Are you using Obamanomics again. Over consumption. lol

And how exactly do you propose to reduce the over consumption?

Is it push people to use the non-existent modern high speed public transport systems?

Or is it force people to move into the cities again, basically cutting down commute time? Which is the norm pretty much everywhere else in the world. Only problem with that here is that the inner cities are now ghetto slums where many would rather die than live in.

Maybe installing solar panels everywhere as some, well one clown, recommend.. Still will not cut down oil consumption though.

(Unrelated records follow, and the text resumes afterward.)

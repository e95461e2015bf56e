//! External model integration for emotion analysis.
//!
//! This module talks to a local Ollama server. The model is asked for a JSON
//! emotion profile; the answer is free-form text that is expected to embed
//! that JSON somewhere.
//!
//! # Module Structure
//!
//! - `ollama`: HTTP client for the Ollama generate API
//! - `prompts`: Prompt construction
//! - `emotion`: Payload extraction, validation and the analyzer seam
//!
//! # Example
//!
//! ```no_run
//! use moodstack::ai::{ExternalAnalyzer, OllamaClient, OllamaEmotionAnalyzer};
//! use std::time::Duration;
//!
//! let client = OllamaClient::new("http://127.0.0.1:11434", Duration::from_secs(60))?;
//! let analyzer = OllamaEmotionAnalyzer::new(client, "qwen2.5:7b");
//! let analysis = analyzer.analyze("今天很开心")?;
//! println!("{}", analysis.dominant_emotion);
//! # Ok::<(), Box<dyn std::error::Error>>(())
//! ```

pub mod emotion;
pub mod ollama;
pub mod prompts;

// Re-export commonly used types
pub use emotion::{parse_emotion_response, ExternalAnalyzer, OllamaEmotionAnalyzer};
pub use ollama::OllamaClient;
pub use prompts::emotion_prompt;
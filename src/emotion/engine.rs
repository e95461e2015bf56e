//! Lexical emotion scoring.
//!
//! Text is lowercased and split on whitespace. Non-CJK pieces lose their
//! surrounding punctuation; CJK pieces are segmented by forward maximum
//! matching against the lexicon vocabulary, unmatched ideographs becoming
//! single-character tokens. Keywords are then matched by position and
//! weighted by their intensity tier and nearby context modifiers.

use super::lexicon::{EmotionLexicon, Intensity};
use super::{AnalysisMethod, Category, EmotionAnalysis, EmotionScores};
use crate::constants::{
    DIMINISHER_MULTIPLIER, INTENSIFIER_MULTIPLIER, MODIFIER_WINDOW, NEGATION_MULTIPLIER,
    NEGATION_WINDOW, SCORE_SCALE,
};
use std::collections::{HashMap, HashSet};
use tracing::debug;

/// Context modifier applied to a match.
#[derive(Debug, Clone, Copy, PartialEq, Eq)]
pub enum Modifier {
    Negation,
    Intensifier,
    Diminisher,
}

impl Modifier {
    pub fn multiplier(&self) -> f64 {
        match self {
            Modifier::Negation => NEGATION_MULTIPLIER,
            Modifier::Intensifier => INTENSIFIER_MULTIPLIER,
            Modifier::Diminisher => DIMINISHER_MULTIPLIER,
        }
    }
}

/// One occurrence of a lexicon keyword in the text.
#[derive(Debug, Clone, PartialEq)]
pub struct KeywordMatch {
    pub keyword: String,
    pub category: Category,
    pub intensity: Intensity,
    pub position: usize,
    /// Tier weight after the modifier, if any; negative when negated
    pub weight: f64,
    pub modifier: Option<Modifier>,
}

fn is_cjk(c: char) -> bool {
    matches!(c as u32,
        0x3400..=0x4DBF | 0x4E00..=0x9FFF | 0xF900..=0xFAFF | 0x20000..=0x2A6DF)
}

/// Splits text into lowercase word tokens.
pub fn tokenize(text: &str, lexicon: &EmotionLexicon) -> Vec<String> {
    let lowered = text.to_lowercase();
    let mut tokens = Vec::new();

    for piece in lowered.split_whitespace() {
        let chars: Vec<char> = piece.chars().collect();
        let mut start = 0;
        while start < chars.len() {
            let cjk = is_cjk(chars[start]);
            let mut end = start;
            while end < chars.len() && is_cjk(chars[end]) == cjk {
                end += 1;
            }
            let run = &chars[start..end];
            if cjk {
                segment_cjk(run, lexicon, &mut tokens);
            } else {
                let word: String = run.iter().collect();
                let trimmed = word.trim_matches(|c: char| !c.is_alphanumeric());
                if !trimmed.is_empty() {
                    tokens.push(trimmed.to_string());
                }
            }
            start = end;
        }
    }

    tokens
}

/// Forward maximum matching over a run of ideographs.
fn segment_cjk(run: &[char], lexicon: &EmotionLexicon, tokens: &mut Vec<String>) {
    let mut i = 0;
    while i < run.len() {
        let longest = lexicon.max_term_chars().min(run.len() - i);
        let mut taken = 1;
        for len in (2..=longest).rev() {
            let candidate: String = run[i..i + len].iter().collect();
            if lexicon.contains_term(&candidate) {
                taken = len;
                break;
            }
        }
        tokens.push(run[i..i + taken].iter().collect());
        i += taken;
    }
}

/// Maps each token to the positions where it occurs.
pub fn position_index(tokens: &[String]) -> HashMap<&str, Vec<usize>> {
    let mut index: HashMap<&str, Vec<usize>> = HashMap::new();
    for (position, token) in tokens.iter().enumerate() {
        index.entry(token.as_str()).or_default().push(position);
    }
    index
}

fn has_modifier_near(
    tokens: &[String],
    position: usize,
    terms: &HashSet<String>,
    distance: usize,
) -> bool {
    let start = position.saturating_sub(distance);
    let end = (position + distance + 1).min(tokens.len());
    (start..end)
        .filter(|&i| i != position)
        .any(|i| terms.contains(&tokens[i]))
}

/// First modifier found near `position`, checked negation first.
fn find_modifier(tokens: &[String], position: usize, lexicon: &EmotionLexicon) -> Option<Modifier> {
    let modifiers = lexicon.modifiers();
    if has_modifier_near(tokens, position, &modifiers.negation, NEGATION_WINDOW) {
        Some(Modifier::Negation)
    } else if has_modifier_near(tokens, position, &modifiers.intensifiers, MODIFIER_WINDOW) {
        Some(Modifier::Intensifier)
    } else if has_modifier_near(tokens, position, &modifiers.diminishers, MODIFIER_WINDOW) {
        Some(Modifier::Diminisher)
    } else {
        None
    }
}

/// Finds every keyword occurrence in the tokens, with modifiers applied.
pub fn find_matches(tokens: &[String], lexicon: &EmotionLexicon) -> Vec<KeywordMatch> {
    let index = position_index(tokens);
    let mut matches = Vec::new();

    for category in Category::ALL {
        for keyword in lexicon.keywords(category) {
            let Some(positions) = index.get(keyword.as_str()) else {
                continue;
            };
            let intensity = lexicon.intensity(category, keyword);
            for &position in positions {
                let modifier = find_modifier(tokens, position, lexicon);
                let weight = intensity.weight() * modifier.map_or(1.0, |m| m.multiplier());
                matches.push(KeywordMatch {
                    keyword: keyword.clone(),
                    category,
                    intensity,
                    position,
                    weight,
                    modifier,
                });
            }
        }
    }

    matches
}

fn density(sum: f64, total_words: usize) -> f64 {
    sum / total_words.max(1) as f64 * SCORE_SCALE
}

/// Scores text with the weighted lexical engine (`enhanced` method).
pub fn analyze(text: &str, lexicon: &EmotionLexicon) -> EmotionAnalysis {
    let tokens = tokenize(text, lexicon);
    let matches = find_matches(&tokens, lexicon);
    let total_words = tokens.len().max(1);

    let mut sums: HashMap<Category, f64> = HashMap::new();
    let mut positive = 0.0;
    let mut negative = 0.0;
    for m in &matches {
        *sums.entry(m.category).or_default() += m.weight.abs();
        if m.category.is_positive() {
            positive += m.weight.abs();
        } else {
            negative += m.weight.abs();
        }
    }

    let scores = EmotionScores::from_fn(|c| {
        density(sums.get(&c).copied().unwrap_or(0.0), total_words)
    });
    let sentiment = density(positive - negative, total_words);

    debug!(
        "Lexical analysis: {} tokens, {} matches",
        tokens.len(),
        matches.len()
    );

    EmotionAnalysis::from_scores(
        scores,
        sentiment,
        matches.into_iter().map(|m| m.keyword).collect(),
        AnalysisMethod::Enhanced,
    )
}

/// Scores text by distinct keyword presence (`programmatic` method).
///
/// No tiers or modifiers: each category scores the number of its keywords
/// present, and sentiment compares present positive and negative terms.
pub fn analyze_keywords(text: &str, lexicon: &EmotionLexicon) -> EmotionAnalysis {
    let tokens = tokenize(text, lexicon);
    let present: HashSet<&str> = tokens.iter().map(String::as_str).collect();
    let total_words = tokens.len().max(1);

    let mut keywords = Vec::new();
    let scores = EmotionScores::from_fn(|category| {
        let found: Vec<&String> = lexicon
            .keywords(category)
            .iter()
            .filter(|k| present.contains(k.as_str()))
            .collect();
        keywords.extend(found.iter().map(|k| k.to_string()));
        density(found.len() as f64, total_words)
    });

    let count_present = |terms: &[String]| {
        terms
            .iter()
            .filter(|t| present.contains(t.as_str()))
            .count() as f64
    };
    let sentiment = density(
        count_present(lexicon.positive_terms()) - count_present(lexicon.negative_terms()),
        total_words,
    );

    EmotionAnalysis::from_scores(scores, sentiment, keywords, AnalysisMethod::Programmatic)
}
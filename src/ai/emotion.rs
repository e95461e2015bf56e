//! Emotion profiles produced by an external model.
//!
//! Model output is untrusted: the JSON payload is located inside the free-form
//! answer, every number is clamped into range, and labels that do not parse
//! are recomputed from the numbers.

use super::ollama::OllamaClient;
use super::prompts::emotion_prompt;
use crate::emotion::{
    clamp_signed, clamp_unit, dedup_keywords, AnalysisMethod, DominantEmotion, EmotionAnalysis,
    EmotionScores, SentimentLabel,
};
use crate::errors::{AIError, AppResult};
use serde::Deserialize;
use tracing::{debug, warn};

/// Source of an externally computed emotion profile.
pub trait ExternalAnalyzer {
    /// Analyzes `text`. Any error makes the caller fall back to local scoring.
    fn analyze(&self, text: &str) -> AppResult<EmotionAnalysis>;
}

/// External analyzer backed by an Ollama model.
#[derive(Debug, Clone)]
pub struct OllamaEmotionAnalyzer {
    client: OllamaClient,
    model: String,
}

impl OllamaEmotionAnalyzer {
    pub fn new(client: OllamaClient, model: impl Into<String>) -> Self {
        Self {
            client,
            model: model.into(),
        }
    }
}

impl ExternalAnalyzer for OllamaEmotionAnalyzer {
    fn analyze(&self, text: &str) -> AppResult<EmotionAnalysis> {
        let answer = self.client.generate(&self.model, &emotion_prompt(text))?;
        parse_emotion_response(&answer)
    }
}

#[derive(Debug, Default, Deserialize)]
#[serde(default, rename_all = "camelCase")]
struct EmotionPayload {
    joy: f64,
    sadness: f64,
    anger: f64,
    fear: f64,
    love: f64,
    surprise: f64,
    disgust: f64,
    dominant_emotion: String,
    confidence: f64,
    sentiment_score: f64,
    sentiment_label: String,
    keywords: Vec<String>,
}

/// Locates the outermost `{ ... }` span in a model answer.
fn extract_payload(answer: &str) -> Result<&str, AIError> {
    match (answer.find('{'), answer.rfind('}')) {
        (Some(start), Some(end)) if end > start => Ok(&answer[start..=end]),
        _ => Err(AIError::MissingPayload(format!(
            "{} chars without a JSON object",
            answer.chars().count()
        ))),
    }
}

/// Turns a model answer into a validated analysis tagged `ai`.
///
/// # Errors
///
/// Returns `AIError::MissingPayload` when no JSON object is present and
/// `AIError::InvalidResponse` when it does not parse.
pub fn parse_emotion_response(answer: &str) -> AppResult<EmotionAnalysis> {
    let json = extract_payload(answer)?;
    let payload: EmotionPayload = serde_json::from_str(json)
        .map_err(|e| AIError::InvalidResponse(format!("malformed emotion payload: {}", e)))?;

    let scores = EmotionScores {
        joy: payload.joy,
        sadness: payload.sadness,
        anger: payload.anger,
        fear: payload.fear,
        love: payload.love,
        surprise: payload.surprise,
        disgust: payload.disgust,
    }
    .clamped();
    let sentiment_score = clamp_signed(payload.sentiment_score);
    let mut confidence = clamp_unit(payload.confidence);

    let dominant_emotion = match payload.dominant_emotion.parse::<DominantEmotion>() {
        Ok(dominant) => dominant,
        Err(_) => {
            warn!(
                "Model returned unusable dominant emotion '{}', recomputing",
                payload.dominant_emotion
            );
            let (dominant, floor) = scores.dominant();
            if dominant == DominantEmotion::Neutral {
                confidence = confidence.max(floor);
            }
            dominant
        }
    };

    let sentiment_label = payload
        .sentiment_label
        .parse::<SentimentLabel>()
        .unwrap_or_else(|_| SentimentLabel::from_score(sentiment_score));

    let keywords = dedup_keywords(
        payload
            .keywords
            .into_iter()
            .map(|k| k.trim().to_string())
            .filter(|k| !k.is_empty()),
    );

    debug!(
        "Parsed model profile: dominant {}, {} keywords",
        dominant_emotion,
        keywords.len()
    );

    Ok(EmotionAnalysis {
        scores,
        dominant_emotion,
        confidence,
        sentiment_score,
        sentiment_label,
        keywords,
        analysis_method: AnalysisMethod::Ai,
    })
}
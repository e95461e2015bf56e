//! Encrypt-on-write, decrypt-on-read diary storage.
//!
//! The store never sees a master key outside a single call and never persists
//! one. Individually encrypted diaries carry their own salt and KDF
//! parameters; their plaintext is only reachable through
//! [`DiaryStore::get_with_password`].

use super::{
    DiaryContent, DiaryEntry, DiaryRecord, EncryptionInfo, EncryptionMode, EncryptionOptions,
    Unlock,
};
use crate::constants::KEY_SIZE;
use crate::crypto::{derive_key, generate_salt, open, seal, KdfParams};
use crate::db::diaries::{self, DiaryRow};
use crate::db::Database;
use crate::errors::{AppError, AppResult, CryptoError, DatabaseError};
use chrono::Utc;
use tracing::{debug, info, warn};

/// Multi-mode encrypted diary store.
#[derive(Clone)]
pub struct DiaryStore {
    db: Database,
    kdf_params: KdfParams,
}

impl DiaryStore {
    /// Creates a store using the default Argon2 parameters for new
    /// individually encrypted diaries.
    pub fn new(db: Database) -> Self {
        Self::with_kdf_params(db, KdfParams::default())
    }

    pub fn with_kdf_params(db: Database, kdf_params: KdfParams) -> Self {
        Self { db, kdf_params }
    }

    /// Saves a diary in unified mode.
    pub fn save(&self, record: &DiaryRecord, owner_id: i64, master_key: &[u8]) -> AppResult<()> {
        self.save_with_options(record, owner_id, master_key, &EncryptionOptions::unified())
    }

    /// Encrypts a diary under the requested mode and upserts it by id.
    ///
    /// `master_key` is ignored in individual mode.
    ///
    /// # Errors
    ///
    /// - `AppError::InvalidArgument` for an empty id, inverted timestamps or a
    ///   missing individual password, before any cryptographic work
    /// - `AppError::Crypto` if key derivation or sealing fails
    /// - `AppError::Database` if the write fails
    pub fn save_with_options(
        &self,
        record: &DiaryRecord,
        owner_id: i64,
        master_key: &[u8],
        options: &EncryptionOptions,
    ) -> AppResult<()> {
        record.validate()?;
        let row = self.encrypt_record(record, owner_id, master_key, options)?;

        let conn = self.db.get_conn()?;
        diaries::upsert_diary(&conn, &row)?;

        info!(
            "Saved diary {} for owner {} (mode {})",
            record.id, owner_id, options.mode
        );
        Ok(())
    }

    fn encrypt_record(
        &self,
        record: &DiaryRecord,
        owner_id: i64,
        master_key: &[u8],
        options: &EncryptionOptions,
    ) -> AppResult<DiaryRow> {
        let content = record.content.as_bytes();

        let (sealed, encryption_salt, kdf_params) = match options.mode {
            EncryptionMode::Individual => {
                let password = options.require_password()?;
                let salt = generate_salt();
                let key = derive_key(password.as_bytes(), &salt, &self.kdf_params)?;
                let sealed = seal(key.as_bytes(), content)?;
                (sealed, Some(salt.to_vec()), Some(self.kdf_params.to_string()))
            }
            EncryptionMode::Unified | EncryptionMode::Biometric => {
                (seal(master_key, content)?, None, None)
            }
        };

        Ok(DiaryRow {
            id: record.id.clone(),
            owner_id,
            title: record.title.clone(),
            encrypted_content: sealed.ciphertext,
            nonce: sealed.nonce.to_vec(),
            file_name: record.file_name.clone(),
            file_type: record.file_type.clone(),
            tags: record.tags.clone(),
            encryption_mode: options.mode,
            encryption_salt,
            kdf_params,
            created_at: record.created_at,
            updated_at: record.updated_at,
        })
    }

    fn load_row(&self, id: &str, owner_id: i64) -> AppResult<DiaryRow> {
        let conn = self.db.get_conn()?;
        diaries::get_diary(&conn, id, owner_id)?
            .ok_or_else(|| AppError::NotFound(format!("diary '{}' for owner {}", id, owner_id)))
    }

    /// Lists an owner's diaries, newest first.
    ///
    /// Individually encrypted diaries come back locked. A diary that fails to
    /// decrypt under `master_key` is left out of the result.
    ///
    /// # Errors
    ///
    /// Fails as a whole only if the master key has the wrong length or the
    /// database cannot be read.
    pub fn list_decrypted(&self, owner_id: i64, master_key: &[u8]) -> AppResult<Vec<DiaryEntry>> {
        check_key_length(master_key)?;

        let rows = {
            let conn = self.db.get_conn()?;
            diaries::list_diaries(&conn, owner_id)?
        };
        let total = rows.len();

        let mut entries = Vec::with_capacity(total);
        for row in rows {
            let content = if row.encryption_mode.uses_master_key() {
                match decrypt_row(&row, master_key, "list_decrypted") {
                    Ok(plaintext) => DiaryContent::Plaintext(plaintext),
                    Err(e) => {
                        warn!("Skipping diary {} in listing: {}", row.id, e);
                        continue;
                    }
                }
            } else {
                DiaryContent::Locked
            };
            entries.push(entry_from_row(row, content));
        }

        debug!(
            "Listed {} of {} diaries for owner {}",
            entries.len(),
            total,
            owner_id
        );
        Ok(entries)
    }

    /// Retrieves one diary.
    ///
    /// Individually encrypted diaries come back locked rather than failing.
    ///
    /// # Errors
    ///
    /// - `AppError::NotFound` if the diary does not exist for this owner
    /// - `AppError::Decryption` if `master_key` does not open it
    pub fn get_decrypted(&self, id: &str, owner_id: i64, master_key: &[u8]) -> AppResult<DiaryEntry> {
        let row = self.load_row(id, owner_id)?;

        let content = if row.encryption_mode.uses_master_key() {
            DiaryContent::Plaintext(decrypt_row(&row, master_key, "get_decrypted")?)
        } else {
            DiaryContent::Locked
        };

        Ok(entry_from_row(row, content))
    }

    /// Retrieves an individually encrypted diary with its password.
    ///
    /// There is no separate password check: a wrong password fails the
    /// authenticated decryption.
    ///
    /// # Errors
    ///
    /// - `AppError::InvalidArgument` for an empty password or a diary that is
    ///   not individually encrypted
    /// - `AppError::NotFound` if the diary does not exist for this owner
    /// - `AppError::Decryption` for a wrong password
    pub fn get_with_password(&self, id: &str, owner_id: i64, password: &str) -> AppResult<DiaryEntry> {
        if password.is_empty() {
            return Err(AppError::InvalidArgument(
                "individual password must not be empty".to_string(),
            ));
        }

        let row = self.load_row(id, owner_id)?;
        let plaintext = self.decrypt_with_password(&row, password, "get_with_password")?;
        Ok(entry_from_row(row, DiaryContent::Plaintext(plaintext)))
    }

    fn decrypt_with_password(
        &self,
        row: &DiaryRow,
        password: &str,
        operation: &'static str,
    ) -> AppResult<String> {
        if row.encryption_mode != EncryptionMode::Individual {
            return Err(AppError::InvalidArgument(format!(
                "diary '{}' is not individually encrypted (mode {})",
                row.id, row.encryption_mode
            )));
        }

        let corrupt = |what: &str| {
            DatabaseError::Custom(format!("diary '{}' has no stored {}", row.id, what))
        };
        let salt = row.encryption_salt.as_deref().ok_or_else(|| corrupt("salt"))?;
        let params: KdfParams = row
            .kdf_params
            .as_deref()
            .ok_or_else(|| corrupt("KDF parameters"))?
            .parse()?;

        let key = derive_key(password.as_bytes(), salt, &params)?;
        decrypt_row(row, key.as_bytes(), operation)
    }

    /// Deletes a diary.
    ///
    /// # Errors
    ///
    /// Returns `AppError::NotFound` if the diary does not exist for this owner.
    pub fn delete(&self, id: &str, owner_id: i64) -> AppResult<()> {
        let conn = self.db.get_conn()?;
        diaries::delete_diary(&conn, id, owner_id)?;
        info!("Deleted diary {} for owner {}", id, owner_id);
        Ok(())
    }

    /// Mode and salt presence of a diary, without decrypting it.
    pub fn encryption_info(&self, id: &str, owner_id: i64) -> AppResult<EncryptionInfo> {
        let row = self.load_row(id, owner_id)?;
        Ok(EncryptionInfo {
            mode: row.encryption_mode,
            has_salt: row.encryption_salt.as_ref().is_some_and(|s| !s.is_empty()),
        })
    }

    /// Rewrites a diary under new encryption options.
    ///
    /// The diary is first unlocked with its current credential: the master
    /// key for unified and biometric diaries, the password for individual
    /// ones. `master_key` is the key for the new mode and is ignored when the
    /// target is individual.
    pub fn re_encrypt(
        &self,
        id: &str,
        owner_id: i64,
        current: Unlock<'_>,
        master_key: &[u8],
        options: &EncryptionOptions,
    ) -> AppResult<()> {
        let row = self.load_row(id, owner_id)?;

        let plaintext = match current {
            Unlock::MasterKey(key) => {
                if !row.encryption_mode.uses_master_key() {
                    return Err(AppError::InvalidArgument(format!(
                        "diary '{}' is individually encrypted; unlock it with its password",
                        id
                    )));
                }
                decrypt_row(&row, key, "re_encrypt")?
            }
            Unlock::Password(password) => self.decrypt_with_password(&row, password, "re_encrypt")?,
        };

        let from = row.encryption_mode;
        let record = DiaryRecord {
            id: row.id,
            title: row.title,
            content: plaintext,
            tags: row.tags,
            file_name: row.file_name,
            file_type: row.file_type,
            created_at: row.created_at,
            updated_at: Utc::now().max(row.created_at),
        };
        self.save_with_options(&record, owner_id, master_key, options)?;

        info!(
            "Re-encrypted diary {} for owner {}: {} -> {}",
            id, owner_id, from, options.mode
        );
        Ok(())
    }
}

fn check_key_length(key: &[u8]) -> Result<(), CryptoError> {
    if key.len() != KEY_SIZE {
        return Err(CryptoError::InvalidKeyLength {
            expected: KEY_SIZE,
            actual: key.len(),
        });
    }
    Ok(())
}

/// Opens a row's ciphertext, attaching diary context to integrity failures.
fn decrypt_row(row: &DiaryRow, key: &[u8], operation: &'static str) -> AppResult<String> {
    let plaintext = open(key, &row.nonce, &row.encrypted_content).map_err(|e| match e {
        CryptoError::Authentication => AppError::Decryption {
            operation,
            diary_id: row.id.clone(),
            owner_id: row.owner_id,
        },
        other => AppError::Crypto(other),
    })?;

    String::from_utf8(plaintext).map_err(|_| {
        DatabaseError::Custom(format!("diary '{}' decrypted to invalid UTF-8", row.id)).into()
    })
}

fn entry_from_row(row: DiaryRow, content: DiaryContent) -> DiaryEntry {
    DiaryEntry {
        id: row.id,
        owner_id: row.owner_id,
        title: row.title,
        content,
        tags: row.tags,
        file_name: row.file_name,
        file_type: row.file_type,
        encryption_mode: row.encryption_mode,
        created_at: row.created_at,
        updated_at: row.updated_at,
    }
}
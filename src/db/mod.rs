//! Persistence for encrypted diaries and emotion analyses.
//!
//! This module provides SQLite storage through rusqlite, pooled with r2d2.
//! Diary content never reaches this layer in plaintext: the store hands it
//! ciphertext, nonce and mode metadata, and reads the same back.
//!
//! # Module Structure
//!
//! - `schema`: Table definitions and schema initialization
//! - `diaries`: Encrypted diary row CRUD
//! - `analyses`: Emotion analysis upsert and owner-scoped scans
//!
//! # Example
//!
//! ```no_run
//! use moodstack::db::Database;
//! use std::path::Path;
//!
//! let db = Database::open(Path::new("/tmp/moodstack.db"))?;
//! db.initialize_schema()?;
//! # Ok::<(), Box<dyn std::error::Error>>(())
//! ```

pub mod analyses;
pub mod diaries;
pub mod schema;

use crate::errors::{AppResult, DatabaseError};
use chrono::{DateTime, SecondsFormat, Utc};
use r2d2::Pool;
use r2d2_sqlite::SqliteConnectionManager;
use rusqlite::Connection;
use std::path::Path;
use tracing::{debug, info};

/// Type alias for a pooled SQLite connection.
pub type PooledConnection = r2d2::PooledConnection<SqliteConnectionManager>;

/// Database handle with connection pooling.
///
/// Cloning is cheap and shares the underlying pool.
#[derive(Clone)]
pub struct Database {
    pool: Pool<SqliteConnectionManager>,
}

impl Database {
    /// Opens or creates a SQLite database file.
    ///
    /// Missing parent directories are created.
    ///
    /// # Errors
    ///
    /// Returns an error if:
    /// - The parent directory cannot be created
    /// - The file is not a SQLite database
    /// - The connection pool cannot be initialized
    pub fn open(db_path: &Path) -> AppResult<Self> {
        debug!("Opening database at: {:?}", db_path);

        if let Some(parent) = db_path.parent() {
            if !parent.as_os_str().is_empty() && !parent.exists() {
                std::fs::create_dir_all(parent)?;
            }
        }

        let manager = SqliteConnectionManager::file(db_path);
        let pool = Pool::builder()
            .max_size(5) // Allow up to 5 concurrent connections
            .connection_customizer(Box::new(ConnectionPragmas))
            .build(manager)
            .map_err(DatabaseError::Pool)?;

        // Fail early on a file that is not a database
        let conn = pool.get().map_err(DatabaseError::Pool)?;
        conn.query_row("SELECT count(*) FROM sqlite_master", [], |row| {
            row.get::<_, i64>(0)
        })
        .map_err(DatabaseError::Sqlite)?;
        drop(conn);

        info!("Database opened successfully");
        Ok(Database { pool })
    }

    /// Gets a connection from the pool.
    ///
    /// # Errors
    ///
    /// Returns an error if no connection is available or the pool is exhausted.
    pub fn get_conn(&self) -> AppResult<PooledConnection> {
        self.pool
            .get()
            .map_err(|e| DatabaseError::Pool(e).into())
    }

    /// Initializes the database schema.
    ///
    /// Creates all necessary tables and indexes if they don't exist.
    /// This is idempotent and safe to call multiple times.
    pub fn initialize_schema(&self) -> AppResult<()> {
        let conn = self.get_conn()?;
        schema::create_tables(&conn)?;
        info!("Database schema initialized");
        Ok(())
    }
}

/// Per-connection pragmas applied when the pool hands out a connection.
#[derive(Debug)]
struct ConnectionPragmas;

impl r2d2::CustomizeConnection<Connection, rusqlite::Error> for ConnectionPragmas {
    fn on_acquire(&self, conn: &mut Connection) -> Result<(), rusqlite::Error> {
        conn.pragma_update(None, "foreign_keys", "ON")?;
        // Writers from another pooled connection wait instead of failing
        conn.busy_timeout(std::time::Duration::from_secs(5))?;
        Ok(())
    }

    fn on_release(&self, _conn: Connection) {}
}

/// Formats a timestamp for storage.
///
/// Fixed microsecond precision with a `Z` suffix keeps lexical and
/// chronological order identical.
pub fn format_timestamp(ts: &DateTime<Utc>) -> String {
    ts.to_rfc3339_opts(SecondsFormat::Micros, true)
}

/// Parses a stored timestamp, reporting failures as a column conversion error.
pub(crate) fn parse_timestamp(idx: usize, value: String) -> rusqlite::Result<DateTime<Utc>> {
    DateTime::parse_from_rfc3339(&value)
        .map(|dt| dt.with_timezone(&Utc))
        .map_err(|e| {
            rusqlite::Error::FromSqlConversionFailure(idx, rusqlite::types::Type::Text, Box::new(e))
        })
}

/// Serializes a string list column. An empty list is stored as `[]`, never NULL.
pub(crate) fn encode_string_list(values: &[String]) -> Result<String, DatabaseError> {
    serde_json::to_string(values).map_err(DatabaseError::Serialization)
}

/// Decodes a string list column written by [`encode_string_list`].
pub(crate) fn decode_string_list(idx: usize, value: String) -> rusqlite::Result<Vec<String>> {
    serde_json::from_str(&value).map_err(|e| {
        rusqlite::Error::FromSqlConversionFailure(idx, rusqlite::types::Type::Text, Box::new(e))
    })
}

You're right, many cities don't have modern public transport systems. But there are plenty of other ways to reduce over-consumption. People can buy smaller, more fuel-efficient cars (not just hybrids, but also civics and yarises and corollas). People can choose to shop, spend time, and work closer to where they live (not an option for everyone but it is for some people). People can carpool. People can drive and park near existing public transit options (it is much quicker and easier to build new parking garages near train and bus stations in the suburbs than to try to make a whole new system). People can ride bikes, or mopeds if they're not going far.

The higher price has already pushed demand down and is already causing changes in peoples' lifestyles.

http://www.nytimes.com/2008/05/24/business/24gas.html

We already have everything we need to decrease consumption. No, we can't stop it, but we can change it, and it's already happening.